Make sure the box (or boxes--you should have 2 boxes for 1 cat, located in different areas of the house) is placed in a quiet, low-traffic area, away from any noisy appliances.
Feliway, a cat-calming pheromone is available in a plug-in diffuser and a spray and is well-recommended for helping to ease stress/anxiety and therefore, inappropriate elimination. The plug in resembles a plug in air freshener, but has no scent to humans. It emits calming pheromones only detectable by cats. You can find Feliway in major pet supplies stores, your vet may sell it, or it can be ordered online. Here is more information:
Also, keep all boxes clean, by scooping as soon as you notice a 'deposit' and clean it thoroughly with mild soap and warm water, at least once a week. The plastic of the box absorbs odors and retains them and many cats are fussy and don't like a smelly box (who would?).
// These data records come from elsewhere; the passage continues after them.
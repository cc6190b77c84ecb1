//! Analyzer configuration types.

use std::fmt;
use std::path::{Path, PathBuf};

use path_clean::PathClean;
use vedit_config::ProjectConfig;

/// Default cross-file recursion cap for dynamic and portal detection.
pub const DEFAULT_MAX_DEPTH: usize = 3;

/// Maximum file size in bytes (10 MB).
///
/// Larger files are never parsed; anything imported from them classifies
/// as external.
pub const MAX_FILE_SIZE: usize = 10 * 1024 * 1024;

/// Maximum depth for cross-file recursion.
#[derive(Debug, Clone, Copy, PartialEq, Eq, PartialOrd, Ord)]
pub struct MaxDepth(pub usize);

impl MaxDepth {
    pub fn new(depth: usize) -> Self {
        Self(depth)
    }

    pub fn value(&self) -> usize {
        self.0
    }

    /// Whether a recursion at `depth` has gone past the cap.
    pub fn exceeded(&self, depth: usize) -> bool {
        depth > self.0
    }
}

impl Default for MaxDepth {
    fn default() -> Self {
        Self(DEFAULT_MAX_DEPTH)
    }
}

impl From<usize> for MaxDepth {
    fn from(depth: usize) -> Self {
        Self(depth)
    }
}

/// Settings for one analysis session.
#[derive(Debug, Clone)]
pub struct AnalyzerConfig {
    /// Project root. Nothing outside it is parsed.
    pub root: PathBuf,

    /// Directory that the alias prefix maps onto.
    pub src_root: PathBuf,

    /// Alias prefix for first-party specifiers (`@/`).
    pub alias_prefix: String,

    /// Extensions tried in order, with leading dots.
    pub extensions: Vec<String>,

    /// Directory names skipped when walking the project.
    pub ignore_dirs: Vec<String>,

    /// Cross-file recursion cap.
    pub max_depth: MaxDepth,
}

impl AnalyzerConfig {
    /// Build a config rooted at `root` with default conventions.
    pub fn new(root: impl AsRef<Path>) -> Self {
        let project = ProjectConfig {
            root: root.as_ref().to_path_buf(),
            ..ProjectConfig::default()
        };
        Self::from_project(&project)
    }

    pub fn from_project(project: &ProjectConfig) -> Self {
        let root = project.root.clean();
        Self {
            src_root: root.join(&project.src_dir),
            root,
            alias_prefix: project.alias_prefix.clone(),
            extensions: project.extensions.clone(),
            ignore_dirs: project.ignore_dirs.clone(),
            max_depth: MaxDepth::new(project.max_depth),
        }
    }

    /// Whether a specifier is first-party (alias-rooted or relative).
    pub fn is_first_party(&self, specifier: &str) -> bool {
        specifier.starts_with(self.alias_prefix.as_str())
            || specifier.starts_with("./")
            || specifier.starts_with("../")
    }

    /// Whether `path` has one of the configured source extensions.
    pub fn has_source_extension(&self, path: &Path) -> bool {
        let name = path.file_name().and_then(|n| n.to_str()).unwrap_or_default();
        self.extensions.iter().any(|ext| name.ends_with(ext.as_str()))
    }
}

/// Result of module resolution.
#[derive(Debug, Clone, PartialEq, Eq)]
pub enum ResolveResult {
    /// Module resolved to a local file path.
    Local(PathBuf),

    /// Bare specifier; third-party code is never analyzed.
    External(String),

    /// First-party specifier with no matching file.
    Unresolved(String),
}

impl ResolveResult {
    pub fn is_local(&self) -> bool {
        matches!(self, ResolveResult::Local(_))
    }

    pub fn is_external(&self) -> bool {
        matches!(self, ResolveResult::External(_))
    }

    pub fn local_path(&self) -> Option<&Path> {
        match self {
            ResolveResult::Local(path) => Some(path),
            _ => None,
        }
    }

    pub fn into_local(self) -> Option<PathBuf> {
        match self {
            ResolveResult::Local(path) => Some(path),
            _ => None,
        }
    }
}

impl fmt::Display for ResolveResult {
    fn fmt(&self, f: &mut fmt::Formatter<'_>) -> fmt::Result {
        match self {
            ResolveResult::Local(path) => write!(f, "Local({})", path.display()),
            ResolveResult::External(name) => write!(f, "External({})", name),
            ResolveResult::Unresolved(specifier) => write!(f, "Unresolved({})", specifier),
        }
    }
}

#[cfg(test)]
mod tests {
    use super::*;

    #[test]
    fn test_from_project_cleans_root() {
        let config = AnalyzerConfig::new("/srv/app/./");
        assert_eq!(config.root, PathBuf::from("/srv/app"));
        assert_eq!(config.src_root, PathBuf::from("/srv/app/src"));
        assert_eq!(config.max_depth, MaxDepth::new(3));
    }

    #[test]
    fn test_first_party_specifiers() {
        let config = AnalyzerConfig::new("/srv/app");
        assert!(config.is_first_party("@/data/prices"));
        assert!(config.is_first_party("./Row"));
        assert!(config.is_first_party("../lib/util"));
        assert!(!config.is_first_party("react"));
        assert!(!config.is_first_party("@radix-ui/react-dialog"));
    }

    #[test]
    fn test_max_depth_exceeded() {
        let depth = MaxDepth::default();
        assert!(!depth.exceeded(3));
        assert!(depth.exceeded(4));
    }
}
In addition, it's very important that you clean the areas she's soiled, with an enzyme-based cleaner made for organic (pet) stains/odors. You can find these in pet supply stores, home improvement stores and places like Walmart. Nature's Miracle, Odor Mute, Urine Off and Zero Odor are well-recommended, but you will see a big selection in your pet store; just make sure it says 'enzyme-based' or 'enzyme-action' on the bottle. After you clean the areas thoroughly, wait for them to dry completely and then spray a little bit of Feliway over the spot, let that dry completely (as mentioned above, about 30 minutes), before allowing your kitty access to the area. This will make your cat think s/he has already 'marked' there.
If all is well, medically, you have cleaned all soiled areas well, are using Feliway to help dispel any stress and your kitty continues to urinate around the house, discuss a prescription medication called Clomicalm (and there are many others) that will help in this situation. Here is more information:
I always prefer to recommend a prescription medication as a last resort.
I hope you find my answer helpful and things will improve with your kitty, very soon!